» **What you should do**: Return verbatim all lines from the first one in the records to the line with "row.clear();", both ends kept.

● ● ● ● ● ● ●

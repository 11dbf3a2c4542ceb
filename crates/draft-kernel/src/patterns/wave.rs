//! Row-based curves: zigzag, water, wave roof tiles.

use std::f64::consts::{PI, TAU};

use super::util::TileSink;
use crate::arc::{Arc, sample_arc};
use crate::geometry::Point;

/// Rows `step` apart, each an open polyline sampled every `sample` along X.
/// `offset(x, row)` gives the sample's displacement from the row's baseline.
pub(super) fn sampled_rows<F>(sink: &mut TileSink, sample: f64, step: f64, family: &str, offset: F)
where
    F: Fn(f64, i64) -> f64,
{
    let Some((cols, rows)) = sink.extent().lattice(sample, step, family) else {
        return;
    };
    let mut row = Vec::with_capacity(cols.clone().count());
    for j in rows {
        row.clear();
        let base = j as f64 * step;
        row.extend(cols.clone().map(|i| {
            let x = i as f64 * sample;
            Point::new(x, base + offset(x, j))
        }));
        sink.polyline(&row);
    }
}

/// Sharp zigzag rows, peak to peak half the row spacing.
pub(super) fn zigzag(sink: &mut TileSink, step: f64) {
    let amplitude = step / 4.0;
    let half_wave = step / 2.0;
    sampled_rows(sink, half_wave, step, "zigzag", |x, _| {
        let k = (x / half_wave).round() as i64;
        if k.rem_euclid(2) == 0 { amplitude } else { -amplitude }
    });
}

/// Gentle sine rows with a wavelength of two row spacings.
pub(super) fn water(sink: &mut TileSink, step: f64) {
    let amplitude = step / 6.0;
    let wavelength = 2.0 * step;
    sampled_rows(sink, step / 8.0, step, "water", |x, j| {
        // Neighbouring rows are shifted by a quarter wave.
        amplitude * (TAU * x / wavelength + j as f64 * PI / 2.0).sin()
    });
}

/// Rows of downward semicircles, staggered by half a tile.
pub(super) fn roof_wave_tile(sink: &mut TileSink, step: f64) {
    let radius = step / 2.0;
    let Some((cols, rows)) = sink.extent().lattice(step, step, "roof-wave-tile") else {
        return;
    };
    for j in rows {
        let shift = if j.rem_euclid(2) == 1 { radius } else { 0.0 };
        for i in cols.clone() {
            let center = Point::new(i as f64 * step + shift + radius, j as f64 * step);
            // Start at the left end and sweep counter-clockwise through the bottom.
            let Ok(scallop) = Arc::new(center, radius, PI, PI) else {
                continue;
            };
            sink.polyline(&sample_arc(&scallop, 8));
        }
    }
}

#[cfg(test)]
mod tests {
    use super::*;
    use crate::bounds::Bounds;
    use crate::hatch::Primitive;

    fn square() -> Bounds {
        Bounds::rect(0.0, 0.0, 100.0, 100.0).unwrap()
    }

    fn segments(out: &[Primitive]) -> Vec<crate::geometry::Segment> {
        out.iter().filter_map(Primitive::as_segment).copied().collect()
    }

    #[test]
    fn zigzag_strokes_alternate() {
        let bounds = square();
        let mut sink = TileSink::new(&bounds, 0.0);
        zigzag(&mut sink, 20.0);
        let strokes = segments(&sink.finish());
        assert!(!strokes.is_empty());
        // Each stroke rises or falls by the full peak-to-peak height unless clipped.
        let full = strokes.iter().filter(|s| ((s.end.y - s.start.y).abs() - 10.0).abs() < 1e-9).count();
        assert!(full > strokes.len() / 2);
    }

    #[test]
    fn water_stays_near_its_rows() {
        let bounds = square();
        let mut sink = TileSink::new(&bounds, 0.0);
        water(&mut sink, 12.0);
        for s in segments(&sink.finish()) {
            let row = ((s.start.y - 50.0) / 12.0).round() * 12.0 + 50.0;
            assert!((s.start.y - row).abs() <= 2.0 + 1e-9);
        }
    }

    #[test]
    fn scallops_hang_below_their_row() {
        let bounds = Bounds::rect(-50.0, -50.0, 50.0, 50.0).unwrap();
        let mut sink = TileSink::new(&bounds, 0.0);
        roof_wave_tile(&mut sink, 10.0);
        let strokes = segments(&sink.finish());
        assert!(!strokes.is_empty());
        for s in strokes {
            let row_top = (s.start.y.max(s.end.y) / 10.0).round() * 10.0;
            assert!(s.start.y <= row_top + 1e-9 && s.start.y >= row_top - 5.0 - 1e-9);
        }
    }
}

● ● ● ● ● ● ●

» **Task response**:
repository 11dbf3a2c4542ceb
filename crates/draft-kernel/src/patterns/wave.rs
//! Row-based curves: zigzag, water, wave roof tiles.

use std::f64::consts::{PI, TAU};

use super::util::TileSink;
use crate::arc::{Arc, sample_arc};
use crate::geometry::Point;

/// Rows `step` apart, each an open polyline sampled every `sample` along X.
/// `offset(x, row)` gives the sample's displacement from the row's baseline.
pub(super) fn sampled_rows<F>(sink: &mut TileSink, sample: f64, step: f64, family: &str, offset: F)
where
    F: Fn(f64, i64) -> f64,
{
    let Some((cols, rows)) = sink.extent().lattice(sample, step, family) else {
        return;
    };
    let mut row = Vec::with_capacity(cols.clone().count());
    for j in rows {
        row.clear();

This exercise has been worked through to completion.